In Review Lohengrin HDL 416
Copenhagen’s Lohengrin, with Dahl and Fritz
© Miklos Szabo

NICOLA RAAB LAST VISITED Royal Danish Opera in 2013 as part of the company’s Verdi–Shakespeare triptych, in which three directors were offered the same sets and told to direct the chorus as if they were singing from scores. Despite those restrictions Raab won a Reumert (the Danish equivalent of an Olivier or a Tony) for her Otello, and the house wasted no time inviting her back. 

Given free reign with Lohengrin, a transitional work that treads a treacherous path between realism and other-worldliness, Raab set out even more clearly why she is a galvanizing and intelligent force. The production’s visual leitmotif was a white feather, which may or may not have prompted Alexander Vedernikov to conduct the entire performance with one in place of a baton. Despite the consistently magnificent sound of the Royal Danish Orchestra on January 22, some might have thought conducting with a feather went too far, not least when stage and pit derailed in one of Act I’s big choruses and again in Act III’s first chorus—uncharacteristic moments in a performance that was generally tight and quick if not so light or Italianesque as conductors these days are wont to suggest. If Vedernikov had been persuaded by the neat symbolism, visual clarity and avian beauty of Raab’s production, he wasn’t alone. 

The production’s Lohengrin, German tenor Burkhard Fritz, can certainly sing a legato line, but he isn’t so accomplished at projecting the quietness and intimacy of the role—those creeping, hopeless realizations underlined by the likes of Jonas Kaufmann. It’s not about the size of the voice but, rather, how it’s used, and Fritz seemed caught between the romantic and heroic natures of the character, too often settling for a middle-ground mezzo forte. Putting careful dramatic thought into Wagner’s well-positioned modulations just doesn’t seem his style. 

Anne Margrethe Dahl, on the other hand, brought Elsa to life with every inch of mind and body, capturing her combination of vulnerability, obstinacy and denial. She had to be restrained by her bridesmaids after Lohengrin’s arrival in Act I, so fierce was her misplaced ecstasy. Her naïveté in Act II’s entanglement with Ortrud was evocative and true. 

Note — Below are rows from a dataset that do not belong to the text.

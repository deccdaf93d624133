use std::collections::BTreeSet;
use std::sync::Arc;

use chrono::{DateTime, Utc};
use serde::{Deserialize, Serialize};
use tracing::info;

use crate::audit::{AuditEventType, AuditRecord, AuditTrail};
use crate::error::Result;
use crate::registry::validate_party_set;
use crate::store::{Record, RecordStore, Table, Versioned, WriteBatch};
use crate::types::{SignerId, WalletId};

/// A threshold wallet. Signers and threshold never change after creation.
#[derive(Debug, Clone, PartialEq, Eq, Serialize, Deserialize)]
pub struct MpcWallet {
    pub wallet_id: WalletId,
    pub signers: BTreeSet<SignerId>,
    pub threshold: u32,
    /// Number of transactions executed so far.
    pub nonce: u64,
    pub is_active: bool,
    pub created_at: DateTime<Utc>,
}

impl MpcWallet {
    pub fn is_signer(&self, signer: &SignerId) -> bool {
        self.signers.contains(signer)
    }
}

impl Record for MpcWallet {
    const TABLE: Table = Table::Wallets;

    fn record_id(&self) -> String {
        self.wallet_id.0.clone()
    }
}

/// Owns wallet records
pub struct WalletRegistry {
    store: RecordStore,
    audit: Arc<AuditTrail>,
    cas_retries: u32,
}

impl WalletRegistry {
    pub fn new(store: RecordStore, audit: Arc<AuditTrail>, cas_retries: u32) -> Self {
        Self {
            store,
            audit,
            cas_retries,
        }
    }

    /// Register a new wallet with nonce 0
    pub fn create_wallet(&self, signers: Vec<SignerId>, threshold: u32) -> Result<WalletId> {
        let signers = validate_party_set(signers, threshold, "signers")?;

        let wallet = MpcWallet {
            wallet_id: WalletId::generate(),
            signers,
            threshold,
            nonce: 0,
            is_active: true,
            created_at: Utc::now(),
        };
        self.store.commit(WriteBatch::new().insert(&wallet)?)?;

        info!(wallet = %wallet.wallet_id, threshold, signers = wallet.signers.len(), "Wallet created");
        self.audit.log(AuditRecord::new(
            AuditEventType::WalletCreated,
            wallet.wallet_id.as_str(),
            format!("{}-of-{} wallet", threshold, wallet.signers.len()),
        ));
        Ok(wallet.wallet_id)
    }

    pub fn get_wallet(&self, wallet_id: &WalletId) -> Result<MpcWallet> {
        Ok(self.store.fetch::<MpcWallet>(wallet_id.as_str())?.value)
    }

    pub(crate) fn get_versioned(&self, wallet_id: &WalletId) -> Result<Versioned<MpcWallet>> {
        self.store.fetch::<MpcWallet>(wallet_id.as_str())
    }

    /// Soft-disables a wallet; pending transactions keep their state.
    pub fn deactivate(&self, wallet_id: &WalletId) -> Result<()> {
        let mut changed = false;
        self.store
            .modify::<MpcWallet, _>(wallet_id.as_str(), self.cas_retries, |wallet| {
                changed = wallet.is_active;
                wallet.is_active = false;
                Ok(())
            })?;

        if changed {
            info!(wallet = %wallet_id, "Wallet deactivated");
            self.audit.log(AuditRecord::new(
                AuditEventType::WalletDeactivated,
                wallet_id.as_str(),
                "wallet deactivated",
            ));
        }
        Ok(())
    }

    /// All wallets in creation order
    pub fn list_wallets(&self) -> Result<Vec<MpcWallet>> {
        Ok(self
            .store
            .scan::<MpcWallet>()?
            .into_iter()
            .map(|v| v.value)
            .collect())
    }
}
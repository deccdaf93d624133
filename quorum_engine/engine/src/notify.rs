//! Notification sink for quorum and submission outcomes.

use serde::Serialize;
use tracing::{error, info, warn};

use crate::types::{SignerId, TxId, WalletId};

#[derive(Debug, Clone, PartialEq, Eq, Serialize)]
#[serde(tag = "event", rename_all = "snake_case")]
pub enum Notification {
    QuorumReached {
        wallet_id: WalletId,
        tx_id: TxId,
        nonce: u64,
    },
    Rejected {
        wallet_id: WalletId,
        tx_id: TxId,
        by: SignerId,
    },
    Expired {
        wallet_id: WalletId,
        tx_id: TxId,
    },
    SubmissionConfirmed {
        wallet_id: WalletId,
        tx_id: TxId,
        nonce: u64,
        reference: String,
    },
    SubmissionFailed {
        wallet_id: WalletId,
        tx_id: TxId,
        nonce: u64,
        reason: String,
        attempts: u32,
    },
}

/// Delivery is fire-and-forget; a sink must not block the caller for long.
pub trait Notifier: Send + Sync {
    fn notify(&self, notification: &Notification);
}

/// Default sink: writes every notification to the log.
#[derive(Debug, Default, Clone, Copy)]
pub struct TracingNotifier;

impl Notifier for TracingNotifier {
    fn notify(&self, notification: &Notification) {
        match notification {
            Notification::QuorumReached { wallet_id, tx_id, nonce } => {
                info!(%wallet_id, %tx_id, nonce, "Quorum reached");
            }
            Notification::Rejected { wallet_id, tx_id, by } => {
                warn!(%wallet_id, %tx_id, %by, "Transaction rejected");
            }
            Notification::Expired { wallet_id, tx_id } => {
                warn!(%wallet_id, %tx_id, "Transaction expired without quorum");
            }
            Notification::SubmissionConfirmed {
                wallet_id,
                tx_id,
                nonce,
                reference,
            } => {
                info!(%wallet_id, %tx_id, nonce, %reference, "Ledger submission confirmed");
            }
            Notification::SubmissionFailed {
                wallet_id,
                tx_id,
                nonce,
                reason,
                attempts,
            } => {
                error!(%wallet_id, %tx_id, nonce, attempts, %reason, "Ledger submission failed, manual reconciliation required");
            }
        }
    }
}
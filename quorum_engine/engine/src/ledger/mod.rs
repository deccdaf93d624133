//! External ledger boundary. The engine only submits executed operations;
//! the ledger is expected to treat a repeated `(wallet_id, nonce)` as the same operation.

pub mod dispatcher;

use async_trait::async_trait;
use serde::{Deserialize, Serialize};

use crate::types::{OperationType, TxId, WalletId};

pub use dispatcher::{DispatchHandle, Dispatcher};

/// One executed wallet operation as handed to the ledger.
#[derive(Debug, Clone, PartialEq, Eq, Serialize, Deserialize)]
pub struct LedgerSubmission {
    pub wallet_id: WalletId,
    pub nonce: u64,
    pub tx_id: TxId,
    pub to: String,
    pub value: u64,
    pub operation_type: OperationType,
    pub payload: Vec<u8>,
}

#[derive(Debug, Clone, PartialEq, Eq, Serialize, Deserialize)]
pub struct LedgerReceipt {
    /// Ledger-side transaction reference.
    pub reference: String,
}

#[async_trait]
pub trait Ledger: Send + Sync {
    /// Submit an operation. `Err` carries the ledger's failure reason.
    async fn submit(&self, submission: &LedgerSubmission) -> Result<LedgerReceipt, String>;
}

That was Dahl’s best scene, aided by the full-voiced, dramatically patient Ortrud of Tuija Knihtilä, commanding and sinister in the physical stillness with which Raab imbued her. Knihtilä is a powerful mezzo whose voice seems happiest when it’s plunging or soaring. In contrast, Dahl’s soprano is clear and light but mellow. In the context of this production, that aided Raab’s vision of an Elsa lacking worldliness. When the orchestra is hushed, as in the glowing dream sequence, the fit is just fine. Jukka Rasilainen took some time to warm up as Telramund but used his voice’s edge to sinister effect; Steven Humes was a commanding King Heinrich. 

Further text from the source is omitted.